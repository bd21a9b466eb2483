//! All notes files of a project folder, queried as one message list.

use std::fs;
use std::io;
use std::path::{Path, PathBuf};
use std::sync::Arc;

use super::{Annotation, AnnotationRepository, Message, NotesError, FILE_EXTENSION};
use crate::progress::ProgressSink;

/// One message together with the annotation it belongs to.
#[derive(Debug, Clone)]
pub struct ListMessage {
    pub annotation: Arc<Annotation>,
    pub message: Message,
    /// Notes file the annotation was read from.
    pub source: Option<PathBuf>,
}

impl ListMessage {
    fn matches(&self, needle: &str) -> bool {
        let contains = |haystack: &str| haystack.to_lowercase().contains(needle);
        contains(self.annotation.class_name())
            || contains(self.annotation.reference())
            || contains(&self.message.author)
            || contains(&self.message.text)
    }
}

/// Every notes repository found beneath a project folder.
#[derive(Debug)]
pub struct NotesInProject {
    root: PathBuf,
    repositories: Vec<AnnotationRepository>,
}

impl NotesInProject {
    /// Loads every `*.ChorusNotes` file under `root`, recursing into subfolders.
    pub fn load(root: &Path, progress: &mut dyn ProgressSink) -> Result<Self, NotesError> {
        let mut files = Vec::new();
        collect_notes_files(root, &mut files)?;
        files.sort();

        let total = files.len();
        let mut repositories = Vec::with_capacity(total);
        for (done, path) in files.iter().enumerate() {
            progress.report_message(&format!("Reading {}", path.display()));
            repositories.push(AnnotationRepository::from_file(path, progress)?);
            progress.report_step(done + 1, total);
        }

        tracing::debug!(root = %root.display(), files = total, "loaded project notes");
        Ok(Self {
            root: root.to_path_buf(),
            repositories,
        })
    }

    pub fn root(&self) -> &Path {
        &self.root
    }

    pub fn repositories(&self) -> &[AnnotationRepository] {
        &self.repositories
    }

    /// Messages across all repositories, filtered by `search`.
    ///
    /// An empty search returns every message. Otherwise a message is kept
    /// when the annotation class, its reference, the author or the text
    /// contains the search text, ignoring case.
    pub fn messages(&self, search: &str) -> Vec<ListMessage> {
        let needle = search.trim().to_lowercase();
        self.repositories
            .iter()
            .flat_map(|repo| {
                repo.annotations().iter().flat_map(move |annotation| {
                    annotation.messages().iter().map(move |message| ListMessage {
                        annotation: Arc::clone(annotation),
                        message: message.clone(),
                        source: repo.path().map(Path::to_path_buf),
                    })
                })
            })
            .filter(|m| needle.is_empty() || m.matches(&needle))
            .collect()
    }

    /// Open conflicts whose reference contains `search`, across all files.
    pub fn open_conflicts_where_reference_contains(
        &self,
        search: &str,
        progress: &mut dyn ProgressSink,
    ) -> Vec<Arc<Annotation>> {
        self.repositories
            .iter()
            .flat_map(|repo| {
                repo.open_conflicts()
                    .get_conflicts_where_reference_contains(search, progress)
            })
            .collect()
    }

    /// Open conflicts with exactly this escaped reference, across all files.
    pub fn open_conflicts_with_exact_reference(&self, reference: &str) -> Vec<Arc<Annotation>> {
        self.repositories
            .iter()
            .flat_map(|repo| {
                repo.open_conflicts()
                    .get_conflicts_with_exact_reference(reference)
            })
            .collect()
    }
}

fn collect_notes_files(dir: &Path, files: &mut Vec<PathBuf>) -> Result<(), NotesError> {
    let entries = match fs::read_dir(dir) {
        Ok(entries) => entries,
        Err(e) if e.kind() == io::ErrorKind::NotFound => return Ok(()),
        Err(e) => return Err(NotesError::Io(dir.to_path_buf(), e)),
    };

    for entry in entries {
        let entry = entry.map_err(|e| NotesError::Io(dir.to_path_buf(), e))?;
        let path = entry.path();
        let file_type = entry
            .file_type()
            .map_err(|e| NotesError::Io(path.clone(), e))?;

        if file_type.is_dir() {
            collect_notes_files(&path, files)?;
        } else if path.extension().and_then(|s| s.to_str()) == Some(FILE_EXTENSION) {
            files.push(path);
        }
    }

    Ok(())
}

#[cfg(test)]
mod tests {
    use super::*;
    use crate::progress::NullProgress;
    use tempfile::TempDir;

    fn write_notes(dir: &Path, name: &str, contents: &str) {
        fs::create_dir_all(dir).unwrap();
        fs::write(
            dir.join(format!("{}.{}", name, FILE_EXTENSION)),
            format!("<notes version='0'>{}</notes>", contents),
        )
        .unwrap();
    }

    #[test]
    fn test_no_notes_files() {
        let temp = TempDir::new().unwrap();
        let notes = NotesInProject::load(temp.path(), &mut NullProgress).unwrap();
        assert_eq!(notes.messages("").len(), 0);
    }

    #[test]
    fn test_files_in_sub_dirs_gets_them_all() {
        let temp = TempDir::new().unwrap();
        write_notes(temp.path(), "one", "<annotation><message/></annotation>");
        write_notes(
            &temp.path().join("Sub"),
            "two",
            "<annotation><message/></annotation>",
        );
        fs::write(temp.path().join("other.txt"), "<annotation/>").unwrap();

        let notes = NotesInProject::load(temp.path(), &mut NullProgress).unwrap();
        assert_eq!(notes.repositories().len(), 2);
        assert_eq!(notes.messages("").len(), 2);
    }

    #[test]
    fn test_search_contains_author_finds_matches() {
        let temp = TempDir::new().unwrap();
        write_notes(
            temp.path(),
            "one",
            "<annotation><message author='john'></message></annotation>",
        );

        let notes = NotesInProject::load(temp.path(), &mut NullProgress).unwrap();
        assert_eq!(notes.messages("john").len(), 1);
    }

    #[test]
    fn test_search_contains_class_finds_matches() {
        let temp = TempDir::new().unwrap();
        write_notes(
            temp.path(),
            "one",
            "<annotation class='question'><message author='john'></message></annotation>\n\
             <annotation class='note'><message author='bob'></message></annotation>",
        );

        let notes = NotesInProject::load(temp.path(), &mut NullProgress).unwrap();
        assert_eq!(notes.messages("").len(), 2);

        let found = notes.messages("ques");
        assert_eq!(found.len(), 1);
        assert_eq!(found[0].message.author, "john");
    }

    #[test]
    fn test_search_ignores_case_and_matches_text() {
        let temp = TempDir::new().unwrap();
        write_notes(
            temp.path(),
            "one",
            "<annotation class='note'><message author='amy'>Check the Gloss</message></annotation>",
        );

        let notes = NotesInProject::load(temp.path(), &mut NullProgress).unwrap();
        assert_eq!(notes.messages("gloss").len(), 1);
        assert_eq!(notes.messages("AMY").len(), 1);
        assert!(notes.messages("bob").is_empty());
    }

    #[test]
    fn test_open_conflicts_across_files() {
        let temp = TempDir::new().unwrap();
        write_notes(
            temp.path(),
            "one",
            "<annotation class='conflict' status='open' ref='lift://a.lift?id=1'><message/></annotation>",
        );
        write_notes(
            &temp.path().join("Sub"),
            "two",
            "<annotation class='conflict' status='open' ref='lift://b.lift?id=2'><message/></annotation>\
             <annotation class='conflict' status='closed' ref='lift://b.lift?id=3'><message/></annotation>",
        );

        let notes = NotesInProject::load(temp.path(), &mut NullProgress).unwrap();
        let found = notes.open_conflicts_where_reference_contains("lift://", &mut NullProgress);
        assert_eq!(found.len(), 2);
        assert_eq!(
            notes
                .open_conflicts_with_exact_reference("lift://b.lift?id=2")
                .len(),
            1
        );
    }

    #[test]
    fn test_source_path_recorded() {
        let temp = TempDir::new().unwrap();
        write_notes(temp.path(), "one", "<annotation><message author='x'/></annotation>");

        let notes = NotesInProject::load(temp.path(), &mut NullProgress).unwrap();
        let messages = notes.messages("");
        assert_eq!(
            messages[0].source.as_deref(),
            Some(temp.path().join("one.ChorusNotes").as_path())
        );
    }

    #[cfg(unix)]
    #[test]
    fn test_symlinked_directories_not_followed() {
        let temp = TempDir::new().unwrap();
        write_notes(temp.path(), "one", "<annotation><message/></annotation>");
        std::os::unix::fs::symlink(temp.path(), temp.path().join("loop")).unwrap();

        let notes = NotesInProject::load(temp.path(), &mut NullProgress).unwrap();
        assert_eq!(notes.repositories().len(), 1);
        assert_eq!(notes.messages("").len(), 1);
    }
}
★ ★ ★ ★ ★ ★ ★
**Task brief**
Go through the records from the first line and copy each one exactly, ending after the line that contains "fn matches(&self, needle: &str)". Give nothing else.

**Task answer**
repository bd21a9b466eb2483
//! All notes files of a project folder, queried as one message list.

use std::fs;
use std::io;
use std::path::{Path, PathBuf};
use std::sync::Arc;

use super::{Annotation, AnnotationRepository, Message, NotesError, FILE_EXTENSION};
use crate::progress::ProgressSink;

/// One message together with the annotation it belongs to.
#[derive(Debug, Clone)]
pub struct ListMessage {
    pub annotation: Arc<Annotation>,
    pub message: Message,
    /// Notes file the annotation was read from.
    pub source: Option<PathBuf>,
}

impl ListMessage {
    fn matches(&self, needle: &str) -> bool {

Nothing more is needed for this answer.